Lettera di Vanna Francesca Bertoncelli per la “squadra” coordinata da Sandra Vannoni: Progetto per la Professione
Cari colleghi,
voglio rendervi partecipi della mia esperienza vissuta con il Consiglio uscente dell’Ordine. Sono uno dei primi professionisti iscritti all’Albo degli Psicologi della Toscana e mi posso definire, a tutti gli effetti, un’esterna all’Ordine e per lo più decentrata, lavorando in quella che è la provincia più a sud della regione. Due elementi aggravanti una condizione di marginalità e che questo Consiglio ha saputo trasformare in opportunità dandomi la possibilità di elaborare e realizzare un progetto nuovo: Psicologia Urbanistica. I lavori di cui sono stata la coordinatrice, presentati insieme alle colleghe Manna e Meconcelli a Firenze, il 28 novembre all’interno del Congresso hanno visto, in qualità di relatori, personalità di spicco delle Amministrazioni pubbliche, dell’architettura, dell’urbanistica, della semiotica, della filologia classica. Professionisti di aree diverse, in un rapporto di collaborazione interdisciplinare, hanno lavorato per mesi al tema: Qualità della progettazione urbana e qualità della vita.

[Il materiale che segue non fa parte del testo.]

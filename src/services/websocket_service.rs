use axum::extract::ws::{Message, WebSocket};
use futures::{SinkExt, StreamExt};
use tokio::{sync::mpsc, task::JoinHandle};
use tracing::{debug, info, warn};
use uuid::Uuid;

use crate::{
    dto::ws::{ClientMessage, InboundError, ServerMessage},
    error::ServiceError,
    services::{chat_service, room_service, session_service, stats_service, timer_sync},
    state::{
        SharedState,
        hub::ClientConnection,
        room::{RoomCode, StatsUpdate},
    },
};

/// Handle the full lifecycle of a client WebSocket connection.
pub async fn handle_socket(state: SharedState, socket: WebSocket) {
    let (mut sender, mut receiver) = socket.split();
    let (outbound_tx, mut outbound_rx) = mpsc::unbounded_channel::<Message>();

    // Dedicated writer task keeps outbound messages flowing even while we await inbound frames.
    let writer_task = tokio::spawn(async move {
        while let Some(message) = outbound_rx.recv().await {
            if sender.send(message).await.is_err() {
                break;
            }
        }
    });

    let connection = Uuid::new_v4();
    state.hub().register(ClientConnection {
        id: connection,
        tx: outbound_tx.clone(),
    });
    info!(%connection, "client connected");

    while let Some(message) = receiver.next().await {
        match message {
            Ok(Message::Text(text)) => {
                debug!(%connection, payload = %text, "received client frame");
                dispatch(&state, connection, text.as_str()).await;
            }
            Ok(Message::Ping(payload)) => {
                let _ = outbound_tx.send(Message::Pong(payload));
            }
            Ok(Message::Close(frame)) => {
                info!(%connection, "client closed");
                let _ = outbound_tx.send(Message::Close(frame));
                break;
            }
            Ok(Message::Binary(_)) => {}
            Ok(Message::Pong(_)) => {}
            Err(err) => {
                warn!(%connection, error = %err, "websocket error");
                break;
            }
        }
    }

    if let Err(err) = room_service::disconnect(&state, connection).await {
        warn!(%connection, error = %err, "failed to clean up after disconnect");
    }
    info!(%connection, "client disconnected");

    finalize(writer_task, outbound_tx).await;
}

/// Parse one text frame and run the event it carries.
///
/// Malformed frames are logged and ignored. Failures are reported to the sending
/// connection only where the client expects an answer.
pub async fn dispatch(state: &SharedState, connection: Uuid, raw: &str) {
    let message = match ClientMessage::from_json_str(raw) {
        Ok(message) => message,
        Err(InboundError::Malformed(err)) => {
            warn!(%connection, error = %err, "failed to parse client frame");
            return;
        }
        Err(err @ InboundError::Invalid { event, .. }) => {
            warn!(%connection, error = %err, "rejected client payload");
            if event != "updateStats" {
                reply(state, connection, ServerMessage::Error {
                    message: err.to_string(),
                });
            }
            return;
        }
    };

    let event = message.event_name();
    if let Err(err) = handle(state, connection, message).await {
        report(state, connection, event, err);
    }
}

async fn handle(
    state: &SharedState,
    connection: Uuid,
    message: ClientMessage,
) -> Result<(), ServiceError> {
    match message {
        ClientMessage::CreateRoom(request) => {
            let room = RoomCode::parse(&request.room_id)?;
            room_service::create_room(state, connection, &room, &request.user_id, &request.username)
                .await
        }
        ClientMessage::JoinRoom(request) => {
            let room = RoomCode::parse(&request.room_id)?;
            room_service::join_room(state, connection, &room, &request.user_id, &request.username)
                .await
        }
        ClientMessage::LeaveRoom(request) => {
            let room = RoomCode::parse(&request.room_id)?;
            room_service::leave_room(state, Some(connection), &room, &request.user_id).await
        }
        ClientMessage::StartTest(request) => {
            let room = RoomCode::parse(&request.room_id)?;
            session_service::start_test(state, &room, &request.user_id).await
        }
        ClientMessage::EndTest(request) => {
            let room = RoomCode::parse(&request.room_id)?;
            session_service::end_test(state, connection, &room, request.user_id.as_deref()).await
        }
        ClientMessage::UpdateStats(request) => {
            let room = RoomCode::parse(&request.room_id)?;
            let update = StatsUpdate {
                wpm: request.wpm,
                progress: request.progress,
                accuracy: request.accuracy,
            };
            stats_service::update_stats(state, connection, &room, &request.user_id, update).await
        }
        ClientMessage::ChatMessage(request) => {
            let room = RoomCode::parse(&request.room_id)?;
            chat_service::post_message(state, &room, &request.user_id, request.message).await
        }
        ClientMessage::GetTimerSync(request) => {
            let room = RoomCode::parse(&request.room_id)?;
            timer_sync::get_timer_sync(state, connection, &room).await
        }
    }
}

/// Translate a failed event into what the client is allowed to see.
fn report(state: &SharedState, connection: Uuid, event: &'static str, err: ServiceError) {
    if err.is_silent() {
        debug!(%connection, event, reason = %err, "ignored client event");
        return;
    }

    let message = match (&err, event) {
        (ServiceError::InvalidInput(message), _) => message.clone(),
        (ServiceError::RoomAlreadyExists(_), _) => "Room already exists".to_string(),
        (_, "createRoom") => "Failed to create room".to_string(),
        (ServiceError::RoomNotFound(_), _) => "Room not found".to_string(),
        (_, "joinRoom") => "Failed to join room".to_string(),
        _ => {
            warn!(%connection, event, error = %err, "client event failed");
            return;
        }
    };
    warn!(%connection, event, error = %err, "client event rejected");

    let reply_message = if event == "createRoom" {
        ServerMessage::CreateRoomAck {
            success: false,
            message: Some(message),
        }
    } else {
        ServerMessage::Error { message }
    };
    reply(state, connection, reply_message);
}

fn reply(state: &SharedState, connection: Uuid, message: ServerMessage) {
    if state.hub().send(connection, &message).is_err() {
        debug!(%connection, "connection closed before reply");
    }
}

/// Ensure the writer task winds down before we return from the socket handler.
async fn finalize(writer_task: JoinHandle<()>, outbound_tx: mpsc::UnboundedSender<Message>) {
    drop(outbound_tx);
    let _ = writer_task.await;
}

In questi quattro anni, come me, molti altri colleghi hanno potuto proporre idee e progetti e lavorare insieme per realizzarli, entrando in relazione con le Istituzioni e con la realtà sociale.
Questo Consiglio, con la Presidenza di Sandra Vannoni ha portato avanti, in quattro anni di mandato, una politica ordinistica dinamica, volta alla tutela della specificità professionale degli psicologi in funzione di sbocchi occupazionali; con la realizzazione di eventi formativi nell’ottica di una sempre maggiore professionalizzazione della categoria e con convegni e campagne pubblicitarie in un’attenzione crescente alla visibilità della professione nella società; con la trasparenza dell’informazione in un rapporto continuo con gli iscritti e, in particolare, con la realizzazione di opportunità, per gli iscritti, di collaborazioni individuali, di presenza partecipativa a gruppi di lavoro e a commissioni.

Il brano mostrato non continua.